Buccaneers and privateers are two types of pirates whose activities were tolerated and even encouraged by certain countries. During the 17th century, buccaneers were mostly French and British settlers who eventually made their way to Tortuga, a Caribbean island near Haiti. Spain was at war with almost every other European country at the time, and it tried to drive the buccaneers out of Tortuga. The buccaneers, however, gained strength as more settlers arrived and began attacking the Spaniards both on land and in the sea. Their colonial governments provided official authorization for their attacks on the enemy, and raids by buccaneers continued until the war between Spain and England ended in 1670. Though French buccaneers continued to attack the Spanish until 1697, a truce was eventually reached, and the reign of the buccaneer came to an end.

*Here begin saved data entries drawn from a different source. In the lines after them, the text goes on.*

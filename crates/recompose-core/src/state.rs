//! Observable state cells.
//!
//! A cell remembers which scopes read it during composition and, when a write
//! changes its value, marks those scopes pending on the queue of the runtime
//! they belong to. Writes may come from any thread; reads that should be
//! tracked go through a [`Composer`].

use std::fmt;
use std::sync::atomic::{AtomicU64, AtomicUsize, Ordering};
use std::sync::{Arc, Mutex, MutexGuard, PoisonError, RwLock, RwLockReadGuard, Weak};

use smallvec::SmallVec;

use crate::composer::Composer;
use crate::invalidation::InvalidationQueue;
use crate::{ScopeId, StateId};

static NEXT_STATE_ID: AtomicUsize = AtomicUsize::new(1);

/// Type-erased view of a cell used by scopes to drop their subscriptions.
pub(crate) trait StateObject {
    fn state_id(&self) -> StateId;
    fn subscribe(&self, scope: ScopeId, queue: &Arc<InvalidationQueue>);
    fn unsubscribe(&self, scope: ScopeId);
}

struct Subscriber {
    scope: ScopeId,
    queue: Weak<InvalidationQueue>,
}

pub(crate) struct StateCell<T> {
    id: StateId,
    value: RwLock<T>,
    version: AtomicU64,
    subscribers: Mutex<SmallVec<[Subscriber; 4]>>,
}

impl<T> StateCell<T> {
    fn new(value: T) -> Self {
        Self {
            id: NEXT_STATE_ID.fetch_add(1, Ordering::Relaxed),
            value: RwLock::new(value),
            version: AtomicU64::new(0),
            subscribers: Mutex::new(SmallVec::new()),
        }
    }

    fn subscribers(&self) -> MutexGuard<'_, SmallVec<[Subscriber; 4]>> {
        self.subscribers
            .lock()
            .unwrap_or_else(PoisonError::into_inner)
    }

    fn read(&self) -> RwLockReadGuard<'_, T> {
        self.value.read().unwrap_or_else(PoisonError::into_inner)
    }

    fn notify(&self) {
        self.version.fetch_add(1, Ordering::AcqRel);
        let targets: SmallVec<[(ScopeId, Arc<InvalidationQueue>); 4]> = {
            let mut subscribers = self.subscribers();
            subscribers.retain(|subscriber| subscriber.queue.strong_count() > 0);
            subscribers
                .iter()
                .filter_map(|subscriber| {
                    subscriber
                        .queue
                        .upgrade()
                        .map(|queue| (subscriber.scope, queue))
                })
                .collect()
        };
        log::trace!("state {} changed, {} subscriber(s)", self.id, targets.len());
        for (scope, queue) in targets {
            queue.invalidate(scope);
        }
    }

    fn subscriber_count(&self) -> usize {
        self.subscribers().len()
    }
}

impl<T> StateObject for StateCell<T> {
    fn state_id(&self) -> StateId {
        self.id
    }

    fn subscribe(&self, scope: ScopeId, queue: &Arc<InvalidationQueue>) {
        let mut subscribers = self.subscribers();
        let known = subscribers.iter().any(|subscriber| {
            subscriber.scope == scope
                && std::ptr::eq(subscriber.queue.as_ptr(), Arc::as_ptr(queue))
        });
        if !known {
            subscribers.push(Subscriber {
                scope,
                queue: Arc::downgrade(queue),
            });
        }
    }

    fn unsubscribe(&self, scope: ScopeId) {
        self.subscribers()
            .retain(|subscriber| subscriber.scope != scope);
    }
}

/// A readable and writable observable value.
///
/// Clones share the same cell.
pub struct MutableState<T> {
    cell: Arc<StateCell<T>>,
}

impl<T> Clone for MutableState<T> {
    fn clone(&self) -> Self {
        Self {
            cell: Arc::clone(&self.cell),
        }
    }
}

impl<T: 'static> MutableState<T> {
    pub fn new(value: T) -> Self {
        Self {
            cell: Arc::new(StateCell::new(value)),
        }
    }

    pub fn id(&self) -> StateId {
        self.cell.id
    }

    /// Number of writes that changed the value.
    pub fn version(&self) -> u64 {
        self.cell.version.load(Ordering::Acquire)
    }

    /// Reads the value and subscribes the composer's current scope to it.
    ///
    /// `f` runs under the cell's read lock; writing the same cell from
    /// inside it deadlocks.
    pub fn with<R>(&self, composer: &Composer, f: impl FnOnce(&T) -> R) -> R {
        composer.record_read(&self.cell);
        self.with_untracked(f)
    }

    pub fn with_untracked<R>(&self, f: impl FnOnce(&T) -> R) -> R {
        f(&self.cell.read())
    }

    pub fn as_state(&self) -> State<T> {
        State {
            cell: Arc::clone(&self.cell),
        }
    }

    /// Number of scopes currently subscribed to this cell.
    pub fn subscriber_count(&self) -> usize {
        self.cell.subscriber_count()
    }
}

impl<T: Clone + 'static> MutableState<T> {
    pub fn read(&self, composer: &Composer) -> T {
        self.with(composer, T::clone)
    }

    /// Reads without subscribing anything.
    pub fn value(&self) -> T {
        self.with_untracked(T::clone)
    }
}

impl<T: PartialEq + 'static> MutableState<T> {
    /// Stores `value`. Returns `false`, and notifies nobody, when it equals
    /// the current value.
    pub fn set(&self, value: T) -> bool {
        {
            let mut current = self.cell.value.write().unwrap_or_else(PoisonError::into_inner);
            if *current == value {
                return false;
            }
            *current = value;
        }
        self.cell.notify();
        true
    }
}

impl<T: Clone + PartialEq + 'static> MutableState<T> {
    /// Applies `f` to a copy of the value under the write lock and stores the
    /// result if it differs.
    pub fn update(&self, f: impl FnOnce(&mut T)) -> bool {
        {
            let mut current = self.cell.value.write().unwrap_or_else(PoisonError::into_inner);
            let mut next = current.clone();
            f(&mut next);
            if *current == next {
                return false;
            }
            *current = next;
        }
        self.cell.notify();
        true
    }
}

impl<T: fmt::Debug> fmt::Debug for MutableState<T> {
    fn fmt(&self, f: &mut fmt::Formatter<'_>) -> fmt::Result {
        f.debug_struct("MutableState")
            .field("id", &self.cell.id)
            .field("value", &*self.cell.read())
            .finish()
    }
}

/// Read-only view of a [`MutableState`].
pub struct State<T> {
    cell: Arc<StateCell<T>>,
}

impl<T> Clone for State<T> {
    fn clone(&self) -> Self {
        Self {
            cell: Arc::clone(&self.cell),
        }
    }
}

impl<T: 'static> State<T> {
    pub fn id(&self) -> StateId {
        self.cell.id
    }

    pub fn version(&self) -> u64 {
        self.cell.version.load(Ordering::Acquire)
    }

    pub fn with<R>(&self, composer: &Composer, f: impl FnOnce(&T) -> R) -> R {
        composer.record_read(&self.cell);
        f(&self.cell.read())
    }

    pub fn with_untracked<R>(&self, f: impl FnOnce(&T) -> R) -> R {
        f(&self.cell.read())
    }
}

impl<T: Clone + 'static> State<T> {
    pub fn read(&self, composer: &Composer) -> T {
        self.with(composer, T::clone)
    }

    pub fn value(&self) -> T {
        self.with_untracked(T::clone)
    }
}

impl<T: fmt::Debug> fmt::Debug for State<T> {
    fn fmt(&self, f: &mut fmt::Formatter<'_>) -> fmt::Result {
        f.debug_struct("State")
            .field("id", &self.cell.id)
            .field("value", &*self.cell.read())
            .finish()
    }
}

Between the 16th and 18th centuries, privateers acted under the authority of their home countries or a trading company or other group as a sort of soldier-pirate. Most of their actions took place during times of war, and they were authorized by "letters of marque and reprisal" to capture or destroy enemy vessels and seize any valuables. Both sides benefited from this arrangement: the privateers kept most of the wealth they plundered, and the authorizing entity didn't have to pay wages to the crew. After the Declaration of Paris in 1856, however, privateering became illegal.
Modern piracy started to increase in the early 1980s and continued to do so very slowly, year after year, until by the first half of 2004, 200 pirate attacks were reported around the world. These modern-day pirates operate mostly in the southern oceans of South America, Southeast Asia and the southern area of the Red Sea. With the technological advances available today, they are able to much more easily locate their prey, rob and murder their victims and escape quickly. Small cargo ships are the usual victims, though kidnapping people for ransom, as in the days of old, still occurs from time to time.
As long as ships have gone to sea, pirates have been part of the landscape. Though literature and Hollywood have romanticized piracy, a better way to describe pirates would be to compare them to today's street gangs.